The first was Yamdrok Lake, one of the autonomous region's three most holy lakes. The expanse of pristine blue water covers over 600 square kilometers and a length of over 70 kilometres. All around mountains surround the site, some with a sprinkling of snow on the top. There were a number of other tourists that had stopped at the same place as us - and the Tibetans cater for them by arranging dozens of stalls of jewelry, and opportunities to take a picture with Tibetan dogs, sit on a huge horned yak, or even wade into a small flock of sheep. This bustling modern day popularity makes it somewhat difficult to appreciate that the lake is considered divinatory and is often visited by pilgrims coming to worship.

Another stunningly beautiful stop we made along the way was at the foot of a glacier not far from Lake Yamdrok. Although the sun was very strong lower down the mountain, up here there was a very chilly wind and a low cloud was threatening rain. But look up and your mind is instantly taken off the weather by the snow and ice covering half the mountain like icing on a cake.

As time was ticking, we soon jumped back in the bus and headed to Shigatse. After settling in to our hotel and being treated to a very nice dinner we went for a stroll into town to see what Tibet's second largest city feels like. Unfortunately we took a wrong turning and ended up in the outskirts of this small city - a very dusty place with broken pavement and few shops open. The slightly desolate feel was strengthened by looking to the horizon and seeing the wide expanse of the sky propped up by the distant jagged mountains.

But soon we were in the taxi and heading to "Shanghai Square," which was mentioned on a tourist brochure and sounded like a place to visit. Unfortunately the "square" tuned out to be little more than a shopping complex - but at last we were in the center of town and able to have a look around.
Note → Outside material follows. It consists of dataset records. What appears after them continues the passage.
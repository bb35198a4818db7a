use std::path::Path;

use sha2::{Digest, Sha256};

use crate::error::{BursarError, Result};
use crate::models::Snapshot;

pub fn checksum(data: &[u8]) -> String {
    let mut hasher = Sha256::new();
    hasher.update(data);
    hex::encode(hasher.finalize())
}

/// Read an offline snapshot: `{fee_structures, fee_payments, students, classes}`.
/// Returns the parsed tables and the file checksum.
pub fn read_snapshot(path: &Path) -> Result<(Snapshot, String)> {
    let data = std::fs::read(path)?;
    let snap: Snapshot = serde_json::from_slice(&data).map_err(|e| {
        BursarError::Other(format!("{} is not a valid snapshot: {e}", path.display()))
    })?;
    Ok((snap, checksum(&data)))
}

#[cfg(test)]
mod tests {
    use super::*;

    #[test]
    fn test_checksum_is_stable_sha256() {
        assert_eq!(
            checksum(b"abc"),
            "ba7816bf8f01cfea414140de5dae2223b00361a396177a9cb410ff61f20015ad"
        );
    }

    #[test]
    fn test_read_snapshot() {
        let dir = tempfile::tempdir().unwrap();
        let path = dir.path().join("snap.json");
        std::fs::write(
            &path,
            r#"{"fee_structures": [{"id": 1, "amount": "5000"}],
                "fee_payments": [{"student": "a@x.com", "fee_structure": 1, "amount_paid": 2000}]}"#,
        )
        .unwrap();
        let (snap, sum) = read_snapshot(&path).unwrap();
        assert_eq!(snap.fee_structures.len(), 1);
        assert_eq!(snap.fee_payments[0].payer.as_deref(), Some("a@x.com"));
        assert!(snap.students.is_empty());
        assert_eq!(sum.len(), 64);
    }

    #[test]
    fn test_read_snapshot_rejects_invalid_json() {
        let dir = tempfile::tempdir().unwrap();
        let path = dir.path().join("bad.json");
        std::fs::write(&path, "[1, 2, 3]").unwrap();
        let err = read_snapshot(&path).unwrap_err();
        assert!(err.to_string().contains("not a valid snapshot"));
    }
}
//! Fee ledger reconciliation.
//!
//! Payments are grouped by the fee structure they reference and by payer, and
//! every payment row is annotated with its group's totals. A balance belongs to
//! one (structure, payer) pair: a payer-scoped run has one group per structure,
//! and an unscoped run never lets one payer's payments settle another's fee.

use std::collections::{BTreeMap, HashMap};
use std::fmt;
use std::str::FromStr;

use rust_decimal::Decimal;
use serde::{Deserialize, Serialize};

use crate::models::{FeePayment, FeeStructure};
use crate::money::{clamp_non_negative, parse_decimal, round2, saturating_sum};

/// Fee type shown for payments whose structure cannot be found.
pub const UNKNOWN_FEE_TYPE: &str = "Unknown";

// ---------------------------------------------------------------------------
// Inputs
// ---------------------------------------------------------------------------

/// What to do when payments exceed the structure total.
#[derive(Debug, Clone, Copy, Default, PartialEq, Eq, Serialize, Deserialize)]
#[serde(rename_all = "lowercase")]
pub enum OverpaymentPolicy {
    /// Clamp the remaining balance at zero and say nothing.
    #[default]
    Ignore,
    /// Clamp, mark the balance as overpaid and emit a warning.
    Flag,
    /// Clamp and carry the excess as a credit on the balance.
    Credit,
}

impl FromStr for OverpaymentPolicy {
    type Err = String;

    fn from_str(s: &str) -> Result<Self, Self::Err> {
        match s.trim().to_ascii_lowercase().as_str() {
            "ignore" => Ok(Self::Ignore),
            "flag" => Ok(Self::Flag),
            "credit" => Ok(Self::Credit),
            other => Err(format!(
                "unknown overpayment policy '{other}' (expected ignore, flag or credit)"
            )),
        }
    }
}

impl fmt::Display for OverpaymentPolicy {
    fn fmt(&self, f: &mut fmt::Formatter<'_>) -> fmt::Result {
        f.write_str(match self {
            Self::Ignore => "ignore",
            Self::Flag => "flag",
            Self::Credit => "credit",
        })
    }
}

/// Restricts reconciliation to one payer.
///
/// A payment that carries an identity is matched on identity only. A payment
/// without one is matched on its display name, against either the filter's
/// name or its identity (older rows stored the email in the name slot).
#[derive(Debug, Clone, Default, PartialEq, Eq)]
pub struct PayerFilter {
    pub identity: Option<String>,
    pub name: Option<String>,
}

impl PayerFilter {
    pub fn identity(identity: &str) -> Self {
        Self {
            identity: normalize(Some(identity)),
            name: None,
        }
    }

    pub fn with_name(mut self, name: &str) -> Self {
        self.name = normalize(Some(name));
        self
    }

    pub fn is_empty(&self) -> bool {
        self.identity.is_none() && self.name.is_none()
    }

    /// Payer key shared by every payment the filter matches.
    pub fn key(&self) -> String {
        self.identity
            .clone()
            .or_else(|| self.name.clone())
            .unwrap_or_default()
    }

    pub fn matches(&self, payment: &FeePayment) -> bool {
        if let Some(have) = normalize(payment.payer.as_deref()) {
            return self.identity.as_ref() == Some(&have);
        }
        let Some(have) = normalize(payment.payer_name.as_deref()) else {
            return false;
        };
        self.name.as_ref() == Some(&have) || self.identity.as_ref() == Some(&have)
    }
}

/// Grouping key for a payment's payer: the normalized identity, else the
/// normalized display name, else empty.
pub fn payer_key(payment: &FeePayment) -> String {
    normalize(payment.payer.as_deref())
        .or_else(|| normalize(payment.payer_name.as_deref()))
        .unwrap_or_default()
}

fn normalize(value: Option<&str>) -> Option<String> {
    value
        .map(|v| v.trim().to_lowercase())
        .filter(|v| !v.is_empty())
}

// ---------------------------------------------------------------------------
// Outputs
// ---------------------------------------------------------------------------

/// Totals for one (structure, payer) pair. Never persisted.
#[derive(Debug, Clone, PartialEq)]
pub struct ReconciledBalance {
    pub fee_structure: i64,
    /// Payer key, see [`payer_key`].
    pub payer: String,
    pub fee_type: String,
    pub total_amount: Decimal,
    pub total_paid: Decimal,
    pub remaining_amount: Decimal,
    pub payment_count: usize,
    /// Amount paid beyond `total_amount`, whatever the policy.
    pub excess: Decimal,
    pub flagged: bool,
    pub credit: Decimal,
}

/// One payment annotated with its group's figures.
#[derive(Debug, Clone, PartialEq)]
pub struct ReconciledRow<'a> {
    pub payment: &'a FeePayment,
    pub structure: Option<&'a FeeStructure>,
    pub fee_type: String,
    pub amount_paid: Decimal,
    pub total_amount: Decimal,
    pub total_paid: Decimal,
    pub remaining_amount: Decimal,
}

impl ReconciledRow<'_> {
    pub fn is_orphaned(&self) -> bool {
        self.structure.is_none()
    }
}

/// A data problem that was absorbed instead of raised.
#[derive(Debug, Clone, PartialEq)]
pub enum ReconcileWarning {
    MissingStructure {
        payment_id: Option<i64>,
        fee_structure: Option<i64>,
    },
    InvalidStructureAmount {
        fee_structure: i64,
        raw: Option<String>,
    },
    InvalidPaymentAmount {
        payment_id: Option<i64>,
        raw: Option<String>,
    },
    DuplicateStructure {
        fee_structure: i64,
    },
    Overpaid {
        fee_structure: i64,
        payer: String,
        excess: Decimal,
    },
}

impl fmt::Display for ReconcileWarning {
    fn fmt(&self, f: &mut fmt::Formatter<'_>) -> fmt::Result {
        match self {
            Self::MissingStructure {
                payment_id,
                fee_structure,
            } => write!(
                f,
                "payment {} references unknown fee structure {}",
                show_id(*payment_id),
                show_id(*fee_structure)
            ),
            Self::InvalidStructureAmount { fee_structure, raw } => write!(
                f,
                "fee structure {fee_structure} has invalid amount {}, treated as 0",
                show_raw(raw)
            ),
            Self::InvalidPaymentAmount { payment_id, raw } => write!(
                f,
                "payment {} has invalid amount_paid {}, treated as 0",
                show_id(*payment_id),
                show_raw(raw)
            ),
            Self::DuplicateStructure { fee_structure } => write!(
                f,
                "fee structure {fee_structure} appears more than once, first copy used"
            ),
            Self::Overpaid {
                fee_structure,
                payer,
                excess,
            } => write!(
                f,
                "fee structure {fee_structure} overpaid by {excess:.2} for {}",
                if payer.is_empty() { "(unknown payer)" } else { payer }
            ),
        }
    }
}

fn show_id(id: Option<i64>) -> String {
    id.map(|i| format!("#{i}")).unwrap_or_else(|| "(none)".to_string())
}

fn show_raw(raw: &Option<String>) -> String {
    match raw {
        Some(r) => format!("'{r}'"),
        None => "(missing)".to_string(),
    }
}

#[derive(Debug, Clone, PartialEq)]
pub struct Reconciliation<'a> {
    /// Scoped payments in input order.
    pub rows: Vec<ReconciledRow<'a>>,
    /// One entry per (structure, payer) pair, ordered by structure id then payer.
    pub balances: Vec<ReconciledBalance>,
    pub warnings: Vec<ReconcileWarning>,
}

impl Reconciliation<'_> {
    /// First balance for a structure. A payer-scoped run has at most one.
    pub fn balance(&self, fee_structure: i64) -> Option<&ReconciledBalance> {
        self.balances.iter().find(|b| b.fee_structure == fee_structure)
    }

    pub fn balance_for(&self, fee_structure: i64, payer: &str) -> Option<&ReconciledBalance> {
        self.balances
            .iter()
            .find(|b| b.fee_structure == fee_structure && b.payer == payer)
    }

    /// Sum of outstanding balances, counted once per (structure, payer) pair.
    pub fn total_pending(&self) -> Decimal {
        saturating_sum(
            self.balances
                .iter()
                .map(|b| b.remaining_amount)
                .filter(|r| *r > Decimal::ZERO),
        )
    }
}

// ---------------------------------------------------------------------------
// Reconciliation
// ---------------------------------------------------------------------------

/// Reconcile with the default (`ignore`) overpayment policy.
pub fn reconcile<'a>(
    structures: &'a [FeeStructure],
    payments: &'a [FeePayment],
    filter: Option<&PayerFilter>,
) -> Reconciliation<'a> {
    reconcile_with(structures, payments, filter, OverpaymentPolicy::default())
}

pub fn reconcile_with<'a>(
    structures: &'a [FeeStructure],
    payments: &'a [FeePayment],
    filter: Option<&PayerFilter>,
    policy: OverpaymentPolicy,
) -> Reconciliation<'a> {
    let mut warnings = Vec::new();

    let mut by_id: HashMap<i64, &FeeStructure> = HashMap::new();
    for s in structures {
        let Some(id) = s.id else { continue };
        if by_id.contains_key(&id) {
            warnings.push(ReconcileWarning::DuplicateStructure { fee_structure: id });
        } else {
            by_id.insert(id, s);
        }
    }

    // 1. Scope
    let filter = filter.filter(|f| !f.is_empty());
    let scoped: Vec<&FeePayment> = payments
        .iter()
        .filter(|p| filter.map_or(true, |f| f.matches(p)))
        .collect();
    let scope_key = filter.map(PayerFilter::key);

    // 2. Group (amounts parsed once, in input order)
    let mut amounts: Vec<Decimal> = Vec::with_capacity(scoped.len());
    let mut keys: Vec<String> = Vec::with_capacity(scoped.len());
    let mut groups: BTreeMap<(i64, String), Vec<usize>> = BTreeMap::new();
    for (idx, p) in scoped.iter().enumerate() {
        amounts.push(payment_amount(p, &mut warnings));
        keys.push(scope_key.clone().unwrap_or_else(|| payer_key(p)));
        match p.fee_structure.filter(|id| by_id.contains_key(id)) {
            Some(id) => groups.entry((id, keys[idx].clone())).or_default().push(idx),
            None => warnings.push(ReconcileWarning::MissingStructure {
                payment_id: p.id,
                fee_structure: p.fee_structure,
            }),
        }
    }

    // 3. Aggregate
    let mut structure_totals: HashMap<i64, Decimal> = HashMap::new();
    let mut index: HashMap<(i64, String), usize> = HashMap::with_capacity(groups.len());
    let mut balances = Vec::with_capacity(groups.len());
    for ((id, payer), members) in &groups {
        let structure = by_id[id];
        let total_amount = *structure_totals
            .entry(*id)
            .or_insert_with(|| structure_amount(*id, structure, &mut warnings));

        let mut total_paid = Decimal::ZERO;
        for &i in members {
            match total_paid.checked_add(amounts[i]) {
                Some(sum) => total_paid = sum,
                None => {
                    warnings.push(ReconcileWarning::InvalidPaymentAmount {
                        payment_id: scoped[i].id,
                        raw: scoped[i].amount_paid.clone(),
                    });
                    amounts[i] = Decimal::ZERO;
                }
            }
        }
        let total_paid = round2(total_paid);
        let remaining_amount = clamp_non_negative(round2(total_amount - total_paid));
        let excess = clamp_non_negative(total_paid - total_amount);

        let flagged = policy == OverpaymentPolicy::Flag && excess > Decimal::ZERO;
        if flagged {
            warnings.push(ReconcileWarning::Overpaid {
                fee_structure: *id,
                payer: payer.clone(),
                excess,
            });
        }
        index.insert((*id, payer.clone()), balances.len());
        balances.push(ReconciledBalance {
            fee_structure: *id,
            payer: payer.clone(),
            fee_type: fee_type_of(Some(structure)),
            total_amount,
            total_paid,
            remaining_amount,
            payment_count: members.len(),
            excess,
            flagged,
            credit: if policy == OverpaymentPolicy::Credit {
                excess
            } else {
                Decimal::ZERO
            },
        });
    }

    // 4. Attach
    let rows = scoped
        .iter()
        .zip(amounts.iter().zip(keys))
        .map(|(p, (amount, key))| {
            let structure = p.fee_structure.and_then(|id| by_id.get(&id).copied());
            match structure
                .and_then(|s| s.id)
                .and_then(|id| index.get(&(id, key)))
                .map(|&i| &balances[i])
            {
                Some(b) => ReconciledRow {
                    payment: *p,
                    structure,
                    fee_type: b.fee_type.clone(),
                    amount_paid: *amount,
                    total_amount: b.total_amount,
                    total_paid: b.total_paid,
                    remaining_amount: b.remaining_amount,
                },
                None => ReconciledRow {
                    payment: *p,
                    structure: None,
                    fee_type: UNKNOWN_FEE_TYPE.to_string(),
                    amount_paid: *amount,
                    total_amount: Decimal::ZERO,
                    total_paid: round2(*amount),
                    remaining_amount: Decimal::ZERO,
                },
            }
        })
        .collect::<Vec<_>>();

    for w in &warnings {
        tracing::warn!("{w}");
    }
    tracing::debug!(
        rows = rows.len(),
        balances = balances.len(),
        warnings = warnings.len(),
        "reconciled fee ledger"
    );

    Reconciliation {
        rows,
        balances,
        warnings,
    }
}

/// Resolved fee type label for a structure, `"Unknown"` when absent.
pub fn fee_type_of(structure: Option<&FeeStructure>) -> String {
    structure
        .and_then(|s| s.fee_type.as_deref())
        .map(str::trim)
        .filter(|t| !t.is_empty())
        .unwrap_or(UNKNOWN_FEE_TYPE)
        .to_string()
}

fn payment_amount(p: &FeePayment, warnings: &mut Vec<ReconcileWarning>) -> Decimal {
    match p.amount_paid.as_deref().and_then(parse_decimal) {
        Some(d) if d >= Decimal::ZERO => d,
        _ => {
            warnings.push(ReconcileWarning::InvalidPaymentAmount {
                payment_id: p.id,
                raw: p.amount_paid.clone(),
            });
            Decimal::ZERO
        }
    }
}

fn structure_amount(id: i64, s: &FeeStructure, warnings: &mut Vec<ReconcileWarning>) -> Decimal {
    match s.amount.as_deref().and_then(parse_decimal) {
        Some(d) if d >= Decimal::ZERO => round2(d),
        _ => {
            warnings.push(ReconcileWarning::InvalidStructureAmount {
                fee_structure: id,
                raw: s.amount.clone(),
            });
            Decimal::ZERO
        }
    }
}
Although it was around 9:30pm, the streets were still busy, shops were still open and Tibetan music could be heard piped onto the street. The streets seemed clean, neon lights shone and hoards of school children dressed in neat blue and white sports uniform made their way home on bicycles and electric scooters, some sitting three to a bike. Here we sensed a more relaxed feeling than in Tibet's capital, Lhasa. Of the many restaurants we saw open, my favourite was the (I quote) "Yakheadtibe trestaurant." With a clear disregard for individual English words the owner had simply divided the number of letters in the name and stuck a huge model of a yak's head in the middle. The beast's eyes were red-ringed and its tongue was sticking out of its mouth giving it a slightly mad look. We didn't go in but it made me laugh and seemed to match the friendly nature of the city.